Both companies have surpassed their targets to deliver more than 3 million vehicles in China this year, with Volkswagen crossing the mark on Dec. 5 and GM a week later. The German automaker held a lead of about 70,000 vehicles through the first 11 months, according to data from the automakers.

Competition is set to intensify between the top European and American automakers, which have announced a combined $36 billion in investment for China even as more of the nation’s cities consider vehicle restrictions to cut pollution. Toyota Motor Corp., still recovering from a consumer backlash, was outsold by Ford Motor Co. in the country this year.

“China is the big battleground,” said Klaus Paur, Shanghai-based global head of automotive at market researcher Ipsos. “At the same time, there’s a risk of an over-dependence on the Chinese market. As long as this is all working well, it’s wonderful but if something gets in the way, then the exposure to risk is even bigger.”

Volkswagen said last month that it will invest $25 billion through 2018 to expand in China. In the first 11 months of this year, the Wolfsburg, Germany-based automaker boosted sales by 17 percent to 2.96 million vehicles, with its namesake brand accounting for almost 80 percent of the deliveries. The carmaker also owns marques such as Skoda, Audi, Porsche, Bentley, Lamborghini and Seat.

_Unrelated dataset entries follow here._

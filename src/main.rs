// src/main.rs

use std::sync::Arc;
use std::time::Duration;

use anyhow::Context;
use log::{debug, error, info};

use framecatch_node::config::Config;
use framecatch_node::core::Shutdown;
use framecatch_node::jobs::SpoolJobQueue;
use framecatch_node::producers::ProducerHandle;
use framecatch_node::session::Session;

const STATS_INTERVAL: Duration = Duration::from_secs(5);

#[tokio::main]
async fn main() -> anyhow::Result<()> {
    env_logger::Builder::from_env(env_logger::Env::default().default_filter_or("info"))
        .format_timestamp_millis()
        .init();

    // ------------------------------------------------------------
    // Config
    // ------------------------------------------------------------
    let cfg_path = std::env::args()
        .nth(1)
        .unwrap_or_else(|| "config.toml".into());

    let cfg = Config::load(&cfg_path)?;
    info!("[framecatch] loaded {}", cfg_path);
    info!(
        "[framecatch] session '{}': capture {}x{} @ {} fps from {:?}, buffer {} frames",
        cfg.session,
        cfg.capture.width,
        cfg.capture.height,
        cfg.capture.fps,
        cfg.capture.source,
        cfg.buffer.capacity
    );

    // ------------------------------------------------------------
    // Graceful shutdown
    // ------------------------------------------------------------
    let shutdown = Shutdown::new();
    {
        let s = shutdown.clone();
        ctrlc::set_handler(move || {
            info!("[framecatch] shutdown requested");
            s.trigger();
        })?;
    }

    // ------------------------------------------------------------
    // Job queue / Session
    // ------------------------------------------------------------
    let queue = SpoolJobQueue::open(cfg.jobs.spool_dir.clone())
        .await
        .with_context(|| format!("opening job spool {}", cfg.jobs.spool_dir.display()))?;
    info!("[framecatch] job spool at {}", queue.dir().display());

    let session = Session::from_config(&cfg, Arc::new(queue), shutdown.clone()).await?;

    start_stats_logger(session.producer_handle(), shutdown.clone());

    // ------------------------------------------------------------
    // Main loop
    // ------------------------------------------------------------
    info!("[framecatch] running, Ctrl+C to stop");
    let result = session.run().await;

    match &result {
        Ok(()) => info!("[framecatch] capture session complete"),
        Err(e) => error!("[framecatch] session ended with error: {:#}", e),
    }
    result
}

fn start_stats_logger(handle: ProducerHandle, shutdown: Shutdown) {
    tokio::spawn(async move {
        loop {
            shutdown.wait_timeout(STATS_INTERVAL).await;
            if shutdown.is_triggered() {
                break;
            }

            let status = handle.status();
            let stats = status.buffer_stats;
            debug!(
                "[framecatch] captured={} buffer={}/{} evicted={} oldest={:?} latest={:?}",
                status.frames_captured,
                stats.len,
                stats.capacity,
                stats.evicted,
                stats.oldest_timestamp,
                stats.latest_timestamp
            );
        }
    });
}
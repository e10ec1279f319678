use serde::{Deserialize, Serialize};
use std::fs;
use std::path::PathBuf;
use std::time::Duration;

use anyhow::Context;

use crate::core::{ConfigError, FrameFormat};

// ---------- Buffer ----------
#[derive(Debug, Deserialize, Serialize, Clone)]
#[serde(default)]
pub struct BufferConfig {
    pub capacity: usize,
}

impl Default for BufferConfig {
    fn default() -> Self {
        Self { capacity: 120 }
    }
}

// ---------- Capture ----------
#[derive(Debug, Deserialize, Serialize, Clone, Copy, PartialEq, Eq, Default)]
#[serde(rename_all = "snake_case")]
pub enum CaptureSourceKind {
    #[default]
    Synthetic,
    Command,
    File,
}

#[derive(Debug, Deserialize, Serialize, Clone)]
#[serde(default)]
pub struct CaptureConfig {
    pub source: CaptureSourceKind,
    pub interval_ms: u64,
    /// Program and arguments; stdout becomes the frame payload.
    pub command: Vec<String>,
    pub file: Option<PathBuf>,
    /// Alternate still image used when the primary source fails.
    pub fallback_file: Option<PathBuf>,
    pub device: String,
    pub width: u32,
    pub height: u32,
    pub fps: u32,
    pub format: FrameFormat,
}

impl Default for CaptureConfig {
    fn default() -> Self {
        Self {
            source: CaptureSourceKind::Synthetic,
            interval_ms: 1000,
            command: Vec::new(),
            file: None,
            fallback_file: None,
            device: "/dev/video0".into(),
            width: 1280,
            height: 720,
            fps: 30,
            format: FrameFormat::Jpeg,
        }
    }
}

impl CaptureConfig {
    pub fn interval(&self) -> Duration {
        Duration::from_millis(self.interval_ms)
    }
}

// ---------- Checkpoint ----------
#[derive(Debug, Deserialize, Serialize, Clone)]
#[serde(default)]
pub struct CheckpointConfig {
    pub interval_ms: u64,
    pub output_dir: PathBuf,
}

impl Default for CheckpointConfig {
    fn default() -> Self {
        Self {
            interval_ms: 5000,
            output_dir: PathBuf::from("."),
        }
    }
}

impl CheckpointConfig {
    pub fn interval(&self) -> Duration {
        Duration::from_millis(self.interval_ms)
    }
}

// ---------- Jobs ----------
#[derive(Debug, Deserialize, Serialize, Clone)]
#[serde(default)]
pub struct JobsConfig {
    pub poll_interval_ms: u64,
    pub batch_size: usize,
    pub spool_dir: PathBuf,
}

impl Default for JobsConfig {
    fn default() -> Self {
        Self {
            poll_interval_ms: 2000,
            batch_size: 250,
            spool_dir: PathBuf::from("jobs"),
        }
    }
}

impl JobsConfig {
    pub fn poll_interval(&self) -> Duration {
        Duration::from_millis(self.poll_interval_ms)
    }
}

// ---------- Publish ----------
#[derive(Debug, Deserialize, Serialize, Clone)]
#[serde(default)]
pub struct PublishConfig {
    /// Object store base URL; frames go to `<url>/frames/<session>/<ts>.<ext>`.
    pub url: Option<String>,
    pub token: Option<String>,
    /// Local directory mirroring the object store layout.
    pub mirror_dir: Option<PathBuf>,
    pub timeout_ms: u64,
}

impl Default for PublishConfig {
    fn default() -> Self {
        Self {
            url: None,
            token: None,
            mirror_dir: None,
            timeout_ms: 10_000,
        }
    }
}

// ---------- Root ----------
#[derive(Debug, Deserialize, Serialize, Clone)]
pub struct Config {
    /// Session / output key prefix.
    pub session: String,
    #[serde(default)]
    pub buffer: BufferConfig,
    #[serde(default)]
    pub capture: CaptureConfig,
    #[serde(default)]
    pub checkpoint: CheckpointConfig,
    #[serde(default)]
    pub jobs: JobsConfig,
    #[serde(default)]
    pub publish: PublishConfig,
}

impl Config {
    pub fn load(path: &str) -> anyhow::Result<Self> {
        let content =
            fs::read_to_string(path).with_context(|| format!("reading config {}", path))?;
        Self::from_toml(&content)
    }

    pub fn from_toml(content: &str) -> anyhow::Result<Self> {
        let config: Self = toml::from_str(content)?;
        config.validate().context("config validation failed")?;
        Ok(config)
    }

    /// Directory receiving checkpoints and resolved frames for this session.
    pub fn session_dir(&self) -> PathBuf {
        self.checkpoint.output_dir.join(&self.session)
    }

    pub fn validate(&self) -> Result<(), ConfigError> {
        let session = self.session.trim();
        if session.is_empty() {
            return Err(ConfigError::message("session must not be empty"));
        }
        if session.contains(['/', '\\']) || session == "." || session == ".." {
            return Err(ConfigError::message(format!(
                "session '{}' must be a single path component",
                self.session
            )));
        }

        if self.buffer.capacity == 0 {
            return Err(ConfigError::message("buffer.capacity must be > 0"));
        }
        if self.capture.interval_ms == 0 {
            return Err(ConfigError::message("capture.interval_ms must be > 0"));
        }
        if self.checkpoint.interval_ms == 0 {
            return Err(ConfigError::message("checkpoint.interval_ms must be > 0"));
        }
        if self.jobs.poll_interval_ms == 0 {
            return Err(ConfigError::message("jobs.poll_interval_ms must be > 0"));
        }
        if self.jobs.batch_size == 0 {
            return Err(ConfigError::message("jobs.batch_size must be > 0"));
        }

        match self.capture.source {
            CaptureSourceKind::Command if self.capture.command.is_empty() => {
                return Err(ConfigError::message(
                    "capture.source = \"command\" requires capture.command",
                ));
            }
            CaptureSourceKind::File if self.capture.file.is_none() => {
                return Err(ConfigError::message(
                    "capture.source = \"file\" requires capture.file",
                ));
            }
            _ => {}
        }

        if let Some(url) = &self.publish.url {
            if !(url.starts_with("http://") || url.starts_with("https://")) {
                return Err(ConfigError::message(format!(
                    "publish.url '{}' must be an http(s) URL",
                    url
                )));
            }
        }

        Ok(())
    }
}
// src/lib.rs
pub mod config;
pub mod core;
pub mod jobs;
pub mod producers;
pub mod publish;
pub mod recorder;
pub mod session;
pub mod testing;

// Re-export die wichtigsten Typen
pub use crate::config::Config;
pub use crate::core::{ComponentLogger, Frame, FrameBuffer, FrameFormat, LogContext, Shutdown};
pub use crate::jobs::{Job, JobQueue, JobResolver, JobTransaction, Resolution};
pub use crate::session::{Session, run_session};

“You really have to understand that at present, we really have capacity problems, Jochem Heizmann, president and CEO of Volkswagen’s China operations, said last month. “We could sell more.”

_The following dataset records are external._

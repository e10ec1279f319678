// src/recorder/mod.rs

use std::path::PathBuf;

use async_trait::async_trait;

use crate::core::{Frame, StoreError};

/// Durable frame storage ("write to disk").
#[async_trait]
pub trait FrameStore: Send + Sync {
    /// Persist the full payload of `frame` under `session`, keyed by its
    /// timestamp. Returns where it was written.
    async fn write_frame(&self, session: &str, frame: &Frame) -> Result<PathBuf, StoreError>;
}

pub mod checkpoint;
pub mod store_fs;

pub use checkpoint::{CheckpointOutcome, Checkpointer};
pub use store_fs::FsFrameStore;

Volkswagen’s Audi, the top-selling premium brand in China, will start selling the locally made A3 compact sedan and a new version of the A4 next year, according to John Zeng, Shanghai-based managing director of market researcher LMC Automotive. Other planned models include the new VW Bora and Skoda Octavia sedans, he said.

At GM, the new year will be marked by changes in leadership.

Mary Barra will succeed Dan Akerson as chief executive officer in January, becoming the industry’s first female CEO. In China, Matthew Tsien was appointed to oversee GM’s largest market from January, taking over from Bob Socia, who is retiring. GM will introduce four new Chevrolet models in China next year, according to John Stadwick, a vice president of sales and marketing.